Supplied data →
----

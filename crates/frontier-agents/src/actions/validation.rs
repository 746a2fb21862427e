//! Command validation pipeline.
//!
//! The pipeline runs these stages in order and stops at the first failure:
//! 1. Actor -- does the actor exist and is it alive?
//! 2. Cooldown -- has the actor's cooldown elapsed?
//! 3. Role -- may the actor's role issue this command?
//! 4. Target -- does the target exist and is it in a usable state?
//! 5. Range -- is the target within the per-command distance?
//! 6. Bounds -- are destination, plant and build coordinates in the world?
//! 7. Holdings -- does the actor hold what the command consumes?
//! 8. Uniqueness -- alliance name and membership rules.
//!
//! Validation never mutates. Each stage returns `Ok(())` or a [`Rejection`]
//! carrying a reason code and a readable message.

use frontier_types::{
    Actor, ActorId, ActorStatus, BehemothStatus, CombatantRef, Command, Position, Rejection,
    RejectionReason, ResourceKind, ResourceState, Role, TradeStatus,
};
use frontier_world::WorldState;

use crate::alliance;
use crate::config::RulesConfig;
use crate::crafting;
use crate::inventory;

use super::costs;

fn reject(reason: RejectionReason, message: impl Into<String>) -> Rejection {
    Rejection::new(reason, message)
}

/// Validate a command through the full pipeline.
pub fn validate(
    actor_id: ActorId,
    command: &Command,
    world: &WorldState,
    rules: &RulesConfig,
) -> Result<(), Rejection> {
    // Stage 1: Actor
    let actor = world.actors.get(&actor_id).ok_or_else(|| {
        reject(
            RejectionReason::UnknownActor,
            format!("actor {actor_id} does not exist"),
        )
    })?;
    if !actor.is_alive() {
        return Err(reject(RejectionReason::ActorDead, "actor is dead"));
    }

    // Stage 2: Cooldown
    if world.tick() < actor.cooldown_until {
        return Err(reject(
            RejectionReason::OnCooldown,
            format!("on cooldown until tick {}", actor.cooldown_until),
        ));
    }

    // Stage 3: Role
    let kind = command.kind();
    if !costs::role_allows(actor.role, kind) {
        return Err(reject(
            RejectionReason::RoleNotAllowed,
            format!("{:?} cannot {kind:?}", actor.role),
        ));
    }

    // Stage 4: Target
    let target_pos = validate_target(actor, command, world, rules)?;

    // Stage 5: Range
    if let (Some(pos), Some(range)) = (target_pos, costs::range_for(kind, rules))
        && actor.position.distance_to(pos) > range
    {
        return Err(reject(
            RejectionReason::OutOfRange,
            format!("target is further than {range}"),
        ));
    }

    // Stage 6: Bounds
    if let Some(pos) = command.coordinates()
        && !pos.in_bounds(world.world_size())
    {
        return Err(reject(
            RejectionReason::OutOfBounds,
            format!("({}, {}) is outside the world", pos.x, pos.y),
        ));
    }

    // Stage 7: Holdings
    validate_holdings(actor, command, rules)?;

    // Stage 8: Uniqueness
    validate_uniqueness(actor, command, world)
}

/// Check the command's target and return its position for the range stage.
fn validate_target(
    actor: &Actor,
    command: &Command,
    world: &WorldState,
    rules: &RulesConfig,
) -> Result<Option<Position>, Rejection> {
    let missing = |what: &str| reject(RejectionReason::InvalidTarget, format!("no such {what}"));
    let unavailable = |msg: &str| reject(RejectionReason::UnavailableTarget, msg);

    match command {
        Command::Gather { resource_id } => {
            let node = world
                .resources
                .get(resource_id)
                .ok_or_else(|| missing("resource"))?;
            if node.kind != ResourceKind::Sapling && !costs::can_gather(actor.role, node.kind) {
                return Err(reject(
                    RejectionReason::RoleNotAllowed,
                    format!("{:?} cannot gather {:?}", actor.role, node.kind),
                ));
            }
            if node.state != ResourceState::Available {
                return Err(unavailable("resource is not available"));
            }
            Ok(Some(node.position))
        }
        Command::Attack { target } => validate_attack_target(actor, *target, world),
        Command::Eat { target_id } => {
            if *target_id == actor.id {
                return Err(reject(RejectionReason::InvalidTarget, "cannot eat yourself"));
            }
            let corpse = world.actors.get(target_id).ok_or_else(|| missing("actor"))?;
            if corpse.status != ActorStatus::Dead || corpse.eaten {
                return Err(unavailable("target is not an uneaten corpse"));
            }
            Ok(Some(corpse.position))
        }
        Command::Craft { recipe_id } => {
            if crafting::recipe_for(recipe_id).is_none() {
                return Err(reject(
                    RejectionReason::InvalidParameters,
                    format!("unknown recipe {recipe_id}"),
                ));
            }
            Ok(None)
        }
        Command::TradePropose { target_id, .. } => {
            if *target_id == actor.id {
                return Err(reject(RejectionReason::InvalidTarget, "cannot trade with yourself"));
            }
            let partner = world.actors.get(target_id).ok_or_else(|| missing("actor"))?;
            if partner.role.is_monster() {
                return Err(reject(RejectionReason::InvalidTarget, "monsters do not trade"));
            }
            if !partner.is_alive() {
                return Err(unavailable("trade partner is dead"));
            }
            Ok(Some(partner.position))
        }
        Command::TradeRespond { trade_id, .. } => {
            let trade = world.trades.get(trade_id).ok_or_else(|| missing("trade"))?;
            if trade.target != actor.id {
                return Err(reject(
                    RejectionReason::InvalidTarget,
                    "trade is not addressed to this actor",
                ));
            }
            if trade.status != TradeStatus::Pending {
                return Err(unavailable("trade is no longer pending"));
            }
            Ok(None)
        }
        Command::Water { resource_id } => {
            let node = world
                .resources
                .get(resource_id)
                .ok_or_else(|| missing("resource"))?;
            if node.kind != ResourceKind::Sapling || node.state != ResourceState::Growing {
                return Err(unavailable("only growing saplings can be watered"));
            }
            Ok(Some(node.position))
        }
        Command::Feed { behemoth_id, .. } => {
            let b = world
                .behemoths
                .get(behemoth_id)
                .ok_or_else(|| missing("behemoth"))?;
            if b.status == BehemothStatus::Waking {
                return Err(unavailable("behemoth is waking"));
            }
            Ok(Some(b.position))
        }
        Command::Climb { behemoth_id } => {
            let b = world
                .behemoths
                .get(behemoth_id)
                .ok_or_else(|| missing("behemoth"))?;
            if b.status != BehemothStatus::Unconscious {
                return Err(unavailable("behemoth is not unconscious"));
            }
            Ok(Some(b.position))
        }
        Command::Equip { item } => {
            if item.slot().is_none() {
                return Err(reject(
                    RejectionReason::InvalidParameters,
                    format!("{item:?} cannot be equipped"),
                ));
            }
            Ok(None)
        }
        Command::AllianceCreate { name } => {
            let len = name.trim().chars().count();
            if len == 0 || len > rules.max_alliance_name_length {
                return Err(reject(
                    RejectionReason::InvalidParameters,
                    "alliance name is empty or too long",
                ));
            }
            Ok(None)
        }
        Command::AllianceJoin { alliance_id } => {
            if !world.alliances.contains_key(alliance_id) {
                return Err(missing("alliance"));
            }
            Ok(None)
        }
        Command::Chat { message } => {
            let len = message.trim().chars().count();
            if len == 0 || message.chars().count() > rules.max_chat_length {
                return Err(reject(
                    RejectionReason::InvalidParameters,
                    "chat message is empty or too long",
                ));
            }
            Ok(None)
        }
        Command::Plant { .. } | Command::Build { .. } => Ok(command.coordinates()),
        Command::Move { .. } | Command::AllianceLeave | Command::Stop => Ok(None),
    }
}

/// Attack targets: no self-attack, the target must be alive (behemoths
/// roaming), and a woodcutter can only be attacked by monster-role actors.
fn validate_attack_target(
    actor: &Actor,
    target: CombatantRef,
    world: &WorldState,
) -> Result<Option<Position>, Rejection> {
    let missing = || reject(RejectionReason::InvalidTarget, "no such target");
    match target {
        CombatantRef::Actor(id) => {
            if id == actor.id {
                return Err(reject(RejectionReason::InvalidTarget, "cannot attack yourself"));
            }
            let victim = world.actors.get(&id).ok_or_else(missing)?;
            if !victim.is_alive() {
                return Err(reject(RejectionReason::UnavailableTarget, "target is dead"));
            }
            if victim.role == Role::Woodcutter && !actor.role.is_monster() {
                return Err(reject(
                    RejectionReason::RoleNotAllowed,
                    "woodcutters can only be attacked by monsters",
                ));
            }
            Ok(Some(victim.position))
        }
        CombatantRef::Monster(id) => {
            let m = world.monsters.get(&id).ok_or_else(missing)?;
            if !m.stats.is_alive() {
                return Err(reject(RejectionReason::UnavailableTarget, "target is dead"));
            }
            Ok(Some(m.position))
        }
        CombatantRef::Behemoth(id) => {
            let b = world.behemoths.get(&id).ok_or_else(missing)?;
            if b.status != BehemothStatus::Roaming {
                return Err(reject(
                    RejectionReason::UnavailableTarget,
                    "behemoth is not roaming",
                ));
            }
            Ok(Some(b.position))
        }
    }
}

----

The task →
With the first line of the material as the start and the line containing "Validation never mutates." as the end, repeat that span exactly and add nothing.

Solution →
filename crates/frontier-agents/src/actions/validation.rs
repository 746a2fb21862427e
//! Command validation pipeline.
//!
//! The pipeline runs these stages in order and stops at the first failure:
//! 1. Actor -- does the actor exist and is it alive?
//! 2. Cooldown -- has the actor's cooldown elapsed?
//! 3. Role -- may the actor's role issue this command?
//! 4. Target -- does the target exist and is it in a usable state?
//! 5. Range -- is the target within the per-command distance?
//! 6. Bounds -- are destination, plant and build coordinates in the world?
//! 7. Holdings -- does the actor hold what the command consumes?
//! 8. Uniqueness -- alliance name and membership rules.
//!
//! Validation never mutates. Each stage returns `Ok(())` or a [`Rejection`]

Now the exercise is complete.